Step into the present moment. An hour. For you.

How Yoga Spoke to Me

  • Sutra 1.2 Chitta Vritti Nirodah – Yoga begins when the fluctuations of the mind cease

    Everyone was standing with their arms raised above their heads and palms touching. Some had their spines arched in beautiful backbends. I was there. My arse high in the air in a forward fold. Could it have been more obvious that I missed something along the way? My first yoga class.

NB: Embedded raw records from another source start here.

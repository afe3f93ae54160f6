//! repositories/mod.rs
//! Capacidades de almacenamiento que usan los servicios. Cada trait es una
//! operación puntual; ninguna asume una transacción que abarque todo el envío.

pub mod sqlite;

use anyhow::Result;
use async_trait::async_trait;

use crate::models::{
    campaign_model::Campaign, contact_model::Contact, segment_model::Segment,
    sent_email_model::SentEmail, template_model::Template, template_model::TemplateContent,
    user_model::User,
};

#[async_trait]
pub trait UserRepository: Send + Sync {
    async fn find_by_username(&self, username: &str) -> Result<Option<User>>;
    async fn create(&self, username: &str) -> Result<User>;
}

#[async_trait]
pub trait ContactRepository: Send + Sync {
    async fn find_by_id(&self, id: i64) -> Result<Option<Contact>>;
    async fn find_by_email(&self, email: &str) -> Result<Option<Contact>>;
    async fn find_all(&self) -> Result<Vec<Contact>>;
    async fn create(&self, email: &str, name: &str) -> Result<Contact>;
    async fn update(&self, contact: &Contact) -> Result<Contact>;
    async fn delete(&self, id: i64) -> Result<bool>;
}

#[async_trait]
pub trait SegmentRepository: Send + Sync {
    /// Carga el segmento con sus miembros actuales
    async fn find_by_id(&self, id: i64) -> Result<Option<Segment>>;
    async fn find_all(&self) -> Result<Vec<Segment>>;
    async fn create(&self, name: &str, user_id: i64, contact_ids: &[i64]) -> Result<Segment>;
    /// Reemplaza nombre, dueño y miembros
    async fn update(&self, segment: &Segment) -> Result<Segment>;
    async fn delete(&self, id: i64) -> Result<bool>;
}

#[async_trait]
pub trait TemplateRepository: Send + Sync {
    async fn find_by_id(&self, id: i64) -> Result<Option<Template>>;
    async fn find_all(&self) -> Result<Vec<Template>>;
    async fn create(&self, name: &str, favorite: bool, user_id: i64) -> Result<Template>;
    async fn update(&self, template: &Template) -> Result<Template>;
    async fn delete(&self, id: i64) -> Result<bool>;
}

#[async_trait]
pub trait TemplateContentRepository: Send + Sync {
    /// Última versión creada para el template, si existe
    async fn find_latest(&self, template_id: i64) -> Result<Option<TemplateContent>>;
    async fn create(&self, template_id: i64, about: &str, content: &str)
        -> Result<TemplateContent>;
}

#[async_trait]
pub trait CampaignRepository: Send + Sync {
    /// Persiste la campaña con sus asociaciones a contactos y segmentos
    async fn save(&self, campaign: &Campaign) -> Result<Campaign>;
    async fn find_by_id(&self, id: &str) -> Result<Option<Campaign>>;
    async fn find_all(&self) -> Result<Vec<Campaign>>;
    /// Campañas persistidas que usan el template
    async fn count_by_template(&self, template_id: i64) -> Result<i64>;
    /// Campañas persistidas que tienen al contacto como destinatario
    async fn count_by_contact(&self, contact_id: i64) -> Result<i64>;
    async fn count_by_segment(&self, segment_id: i64) -> Result<i64>;
}

#[async_trait]
pub trait SentEmailRepository: Send + Sync {
    /// Inserta el registro o actualiza estado/error si ya existe
    async fn save(&self, sent_email: &SentEmail) -> Result<SentEmail>;
    async fn find_by_campaign(&self, campaign_id: &str) -> Result<Vec<SentEmail>>;
}
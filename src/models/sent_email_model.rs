use std::{fmt, str::FromStr};

use anyhow::anyhow;
use chrono::{DateTime, Utc};
use serde::{Deserialize, Serialize};

#[derive(Debug, Clone, Copy, PartialEq, Eq, Hash, Serialize, Deserialize)]
#[serde(rename_all = "SCREAMING_SNAKE_CASE")]
pub enum EmailStatus {
    Pending,
    Sent,
    Failed,
}

impl EmailStatus {
    pub fn as_str(&self) -> &'static str {
        match self {
            EmailStatus::Pending => "PENDING",
            EmailStatus::Sent => "SENT",
            EmailStatus::Failed => "FAILED",
        }
    }

    pub fn is_terminal(&self) -> bool {
        !matches!(self, EmailStatus::Pending)
    }
}

impl fmt::Display for EmailStatus {
    fn fmt(&self, f: &mut fmt::Formatter<'_>) -> fmt::Result {
        f.write_str(self.as_str())
    }
}

impl FromStr for EmailStatus {
    type Err = anyhow::Error;

    fn from_str(s: &str) -> Result<Self, Self::Err> {
        match s {
            "PENDING" => Ok(EmailStatus::Pending),
            "SENT" => Ok(EmailStatus::Sent),
            "FAILED" => Ok(EmailStatus::Failed),
            other => Err(anyhow!("Estado de email desconocido: {other}")),
        }
    }
}

/// Registro del resultado de entrega de una campaña a un destinatario
#[derive(Debug, Clone, PartialEq, Serialize, Deserialize)]
pub struct SentEmail {
    pub id: String,
    pub campaign_id: String,
    pub contact_id: i64,
    pub recipient: String,
    pub status: EmailStatus,
    pub error_message: Option<String>,
    pub created_at: DateTime<Utc>,
    pub updated_at: DateTime<Utc>,
}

    It wasn’t lack of experience which caused me to fall behind. Rather, Yoga highlighted the need to improve my concentration by quietening an overactive mind. Eventually, it was the silence in savasana or stillness of a yin class made me reflect on how I had been using movement as a distraction, a coping mechanism to avoid facing painful memories.

  • Listen to our bodies - trust what they are capable of and talk to yourself with kindness

    ‘Draw your navel in towards your spine. Come into a squat position with your heels touching your bottom if you can.’ During an arm balance workshop, cues replayed in my head when I attempted bakasana, crow pose. ‘Push firmly into your palms… Lift one foot after another on the exhale’. There was so much to remember. There was a very real chance I was going to face plant, so I had strategically placed a mound of props in front of me for protection.

    I attempted bakasana two more times before I was able to hold it. The teacher had made a comment about me practicing at home and I explained to her that it was more about aligning my mind and body and letting go of the props to soften the face plant.

  • Time is precious. Make it count.

    I still remember waking up on cold winter’s mornings at 4:30am to catch a 6am class. I turned my music up as loud as it could go and would marvel at how great it was waking up on my own terms before my two young children would wake me. Purchasing my first yoga membership was the first step in making time for myself- something which I had denied since becoming a mother.

    There was an enormous sense of achievement in having completed a yoga class, eaten breakfast and showered all before 7.30am. Giving myself that one hour of yoga help to fill my cup to be able to give that back ten-fold to others. Furthermore, yoga allowed me to use my time better by increasing my productivity because my energy levels improved.

  • The physical stretch on a tired body

    It felt like I had turned my back on yoga when my pa ended up in hospital and ultimately passed away. I missed class after class. I would joke with my pa about “it not being a yoga day today” despite me dressing for yoga and a class having begun just ten minutes down the road. .

    On the day that our father died, I presented a yoga sequence to my peers - a formal assessment for my yoga teacher training. It was unrehearsed and unplanned, but it was authentic. It was every pose I had done by my father’s side that I had modified to suit the confinement of an ICU room.

    • It was the tree pose with a twist that I would do when I was feeling fatigued.

    • It was the standing cat/cow that I would do when I could feel that I was slouching.

    • It was the forward fold or chair pose that I would do when I was standing for long periods of time and found my lower back aching.

    Yoga helped to keep me balanced which was important when making important decisions. It asked nothing of me and was there if I needed it. Yoga was the most constant and reliable thing I could turn to which would give my body and mind the break it needed.